## EXERCISE BRIEF
Within the entries below, find every line that has the string "MirroredStore", then copy it.

(Records contained in a dataset)

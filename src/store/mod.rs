//! convênioマッピング表の保存先
//!
//! 表は常に丸ごと読み書きする。保存先ごとの違い（ローカルファイル / GitHub）は
//! `MappingStore` トレイトの背後に隠す。

pub mod github;
pub mod local;

pub use github::GithubStore;
pub use local::LocalStore;

use crate::config::Config;
use crate::error::Result;
use faturamento_common::ConvenioMapping;

/// 読み込んだ表とバージョントークン
///
/// トークンはGitHubのblob sha。ローカルファイルには無い。
#[derive(Debug, Clone, Default, PartialEq)]
pub struct MappingSnapshot {
    pub mapping: ConvenioMapping,
    pub version: Option<String>,
}

impl MappingSnapshot {
    pub fn empty() -> Self {
        Self::default()
    }
}

pub trait MappingStore {
    /// 保存先の表示名
    fn describe(&self) -> String;

    /// 表全体を読み込む（未作成なら空の表）
    fn load(&self) -> Result<MappingSnapshot>;

    /// 表全体を書き込む
    ///
    /// `version` は読み込み時のトークン。保存先がより新しい版を持っていれば
    /// `StoreConflict` を返す。
    fn save(&self, mapping: &ConvenioMapping, version: Option<&str>) -> Result<MappingSnapshot>;
}

/// GitHubを正としつつ、ローカルにも写しを残す保存先
///
/// ローカル写しを更新するのはGitHub上の版が確定したときだけ。
/// GitHubにまだファイルがない場合はローカルの表をそのまま使う。
pub struct MirroredStore {
    local: LocalStore,
    remote: GithubStore,
}

impl MirroredStore {
    pub fn new(local: LocalStore, remote: GithubStore) -> Self {
        Self { local, remote }
    }
}

impl MappingStore for MirroredStore {
    fn describe(&self) -> String {
        format!("{}（ローカル写し: {}）", self.remote.describe(), self.local.describe())
    }

    fn load(&self) -> Result<MappingSnapshot> {
        let snapshot = self.remote.load()?;

        if snapshot.version.is_none() {
            // GitHub未作成: 次の保存で作成されるまでローカルの表を使う
            let local = self.local.load()?;
            log::debug!("GitHub上に表がないためローカルの表を使用: {}件", local.mapping.len());
            return Ok(MappingSnapshot {
                mapping: local.mapping,
                version: None,
            });
        }

        // 写しの更新失敗は読み込み結果に影響させない
        if let Err(e) = self.local.save(&snapshot.mapping, None) {
            log::warn!("ローカル写しを更新できません: {}", e);
        }

        Ok(snapshot)
    }

    fn save(&self, mapping: &ConvenioMapping, version: Option<&str>) -> Result<MappingSnapshot> {
        let saved = self.remote.save(mapping, version)?;
        self.local.save(mapping, None)?;
        Ok(saved)
    }
}

/// 設定に応じた保存先を開く
///
/// GitHubのトークンとリポジトリが揃っていればGitHub＋ローカル写し、
/// そうでなければローカルファイルのみ。
pub fn open_store(config: &Config) -> Result<Box<dyn MappingStore>> {
    let local = LocalStore::new(config.local_mapping_path());

    match config.github() {
        Some(settings) => {
            let remote = GithubStore::new(settings)?;
            Ok(Box::new(MirroredStore::new(local, remote)))
        }
        None => Ok(Box::new(local)),
    }
}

## WRITTEN RESPONSE
pub struct MirroredStore {
impl MirroredStore {
impl MappingStore for MirroredStore {
            Ok(Box::new(MirroredStore::new(local, remote)))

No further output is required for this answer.